=== Provided data ===

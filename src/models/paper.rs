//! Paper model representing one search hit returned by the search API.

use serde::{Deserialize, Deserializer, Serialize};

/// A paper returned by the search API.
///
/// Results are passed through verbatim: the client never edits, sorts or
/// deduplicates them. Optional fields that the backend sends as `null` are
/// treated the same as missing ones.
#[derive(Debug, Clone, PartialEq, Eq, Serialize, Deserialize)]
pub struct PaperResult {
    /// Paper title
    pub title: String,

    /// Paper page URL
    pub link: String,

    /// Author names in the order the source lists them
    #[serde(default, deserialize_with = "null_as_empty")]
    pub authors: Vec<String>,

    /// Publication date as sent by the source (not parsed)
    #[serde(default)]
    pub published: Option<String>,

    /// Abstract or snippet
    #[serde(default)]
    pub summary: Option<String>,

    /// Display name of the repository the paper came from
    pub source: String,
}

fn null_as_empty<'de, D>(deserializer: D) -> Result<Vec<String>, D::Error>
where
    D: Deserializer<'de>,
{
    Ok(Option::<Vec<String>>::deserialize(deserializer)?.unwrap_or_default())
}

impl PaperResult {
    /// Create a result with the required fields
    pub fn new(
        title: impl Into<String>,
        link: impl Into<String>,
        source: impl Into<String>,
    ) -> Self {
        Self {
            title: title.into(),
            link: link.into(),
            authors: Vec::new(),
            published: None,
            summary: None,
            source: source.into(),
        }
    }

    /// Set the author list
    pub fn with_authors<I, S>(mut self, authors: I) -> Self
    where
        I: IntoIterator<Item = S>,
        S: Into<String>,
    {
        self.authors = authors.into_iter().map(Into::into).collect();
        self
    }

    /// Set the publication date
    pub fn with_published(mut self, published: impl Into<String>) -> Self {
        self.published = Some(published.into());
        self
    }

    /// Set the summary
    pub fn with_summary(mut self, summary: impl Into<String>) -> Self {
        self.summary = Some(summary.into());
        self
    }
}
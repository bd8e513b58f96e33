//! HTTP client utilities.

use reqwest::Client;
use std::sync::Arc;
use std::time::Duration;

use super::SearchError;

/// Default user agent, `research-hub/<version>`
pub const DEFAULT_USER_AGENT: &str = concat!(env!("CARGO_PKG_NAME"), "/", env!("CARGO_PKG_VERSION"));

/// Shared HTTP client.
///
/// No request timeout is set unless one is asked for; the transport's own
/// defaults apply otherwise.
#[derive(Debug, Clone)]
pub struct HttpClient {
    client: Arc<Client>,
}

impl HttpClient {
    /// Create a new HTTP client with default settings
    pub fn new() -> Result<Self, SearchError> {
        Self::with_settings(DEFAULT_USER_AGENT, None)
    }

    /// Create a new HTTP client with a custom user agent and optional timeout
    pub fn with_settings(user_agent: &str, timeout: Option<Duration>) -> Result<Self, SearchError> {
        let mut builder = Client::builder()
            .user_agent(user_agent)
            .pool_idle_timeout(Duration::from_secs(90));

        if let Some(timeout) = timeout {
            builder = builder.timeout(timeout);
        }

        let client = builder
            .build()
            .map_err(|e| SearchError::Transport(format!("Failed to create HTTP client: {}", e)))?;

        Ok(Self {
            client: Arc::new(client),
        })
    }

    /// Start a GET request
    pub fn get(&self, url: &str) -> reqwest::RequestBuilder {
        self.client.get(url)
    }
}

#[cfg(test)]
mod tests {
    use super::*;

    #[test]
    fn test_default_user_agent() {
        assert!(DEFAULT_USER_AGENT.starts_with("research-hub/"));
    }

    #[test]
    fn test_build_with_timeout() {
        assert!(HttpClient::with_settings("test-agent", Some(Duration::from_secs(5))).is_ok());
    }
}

===
=== Provided data ===

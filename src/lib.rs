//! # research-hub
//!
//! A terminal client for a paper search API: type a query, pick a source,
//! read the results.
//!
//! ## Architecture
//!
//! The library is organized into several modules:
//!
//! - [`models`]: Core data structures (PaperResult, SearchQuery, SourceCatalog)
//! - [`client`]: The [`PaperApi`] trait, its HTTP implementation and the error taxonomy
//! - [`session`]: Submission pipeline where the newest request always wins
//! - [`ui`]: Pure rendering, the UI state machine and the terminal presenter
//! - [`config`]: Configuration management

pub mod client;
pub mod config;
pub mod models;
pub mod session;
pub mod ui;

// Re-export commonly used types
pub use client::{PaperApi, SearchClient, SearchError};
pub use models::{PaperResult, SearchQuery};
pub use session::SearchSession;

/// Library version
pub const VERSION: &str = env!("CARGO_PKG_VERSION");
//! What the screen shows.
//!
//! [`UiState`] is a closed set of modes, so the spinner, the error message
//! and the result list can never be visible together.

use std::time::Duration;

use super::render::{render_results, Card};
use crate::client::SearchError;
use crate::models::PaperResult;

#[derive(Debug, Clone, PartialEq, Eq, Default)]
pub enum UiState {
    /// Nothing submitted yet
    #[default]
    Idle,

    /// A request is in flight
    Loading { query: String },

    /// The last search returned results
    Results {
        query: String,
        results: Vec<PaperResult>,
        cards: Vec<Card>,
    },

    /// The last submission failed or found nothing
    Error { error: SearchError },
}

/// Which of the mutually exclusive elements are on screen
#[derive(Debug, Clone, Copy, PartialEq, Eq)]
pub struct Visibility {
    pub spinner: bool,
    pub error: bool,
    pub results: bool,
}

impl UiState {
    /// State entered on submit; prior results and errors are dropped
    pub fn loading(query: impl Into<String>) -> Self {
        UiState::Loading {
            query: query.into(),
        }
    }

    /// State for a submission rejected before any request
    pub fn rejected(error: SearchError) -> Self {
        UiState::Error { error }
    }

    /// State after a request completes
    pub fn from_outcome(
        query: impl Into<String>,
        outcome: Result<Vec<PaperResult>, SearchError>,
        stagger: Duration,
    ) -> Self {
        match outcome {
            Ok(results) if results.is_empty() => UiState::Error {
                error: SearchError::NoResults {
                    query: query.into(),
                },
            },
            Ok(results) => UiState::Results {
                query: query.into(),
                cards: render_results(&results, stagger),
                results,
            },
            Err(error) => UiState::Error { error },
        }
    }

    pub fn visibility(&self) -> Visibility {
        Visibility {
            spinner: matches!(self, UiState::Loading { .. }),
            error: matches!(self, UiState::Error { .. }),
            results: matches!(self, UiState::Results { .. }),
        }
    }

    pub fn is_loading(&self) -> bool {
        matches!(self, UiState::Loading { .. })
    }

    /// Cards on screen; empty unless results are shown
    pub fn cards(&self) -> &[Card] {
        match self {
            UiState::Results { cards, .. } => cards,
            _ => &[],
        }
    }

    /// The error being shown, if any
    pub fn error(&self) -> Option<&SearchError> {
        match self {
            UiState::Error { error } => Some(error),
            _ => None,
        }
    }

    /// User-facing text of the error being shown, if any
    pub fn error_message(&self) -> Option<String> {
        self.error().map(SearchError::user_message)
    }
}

===

Try it —
In the entries above, find the line with "filename src/models/paper.rs" and the line with "as missing ones.", then restate word for word both of them and every line between, with nothing more.

Expected answer —
filename src/models/paper.rs
//! Paper model representing one search hit returned by the search API.

use serde::{Deserialize, Deserializer, Serialize};

/// A paper returned by the search API.
///
/// Results are passed through verbatim: the client never edits, sorts or
/// deduplicates them. Optional fields that the backend sends as `null` are
/// treated the same as missing ones.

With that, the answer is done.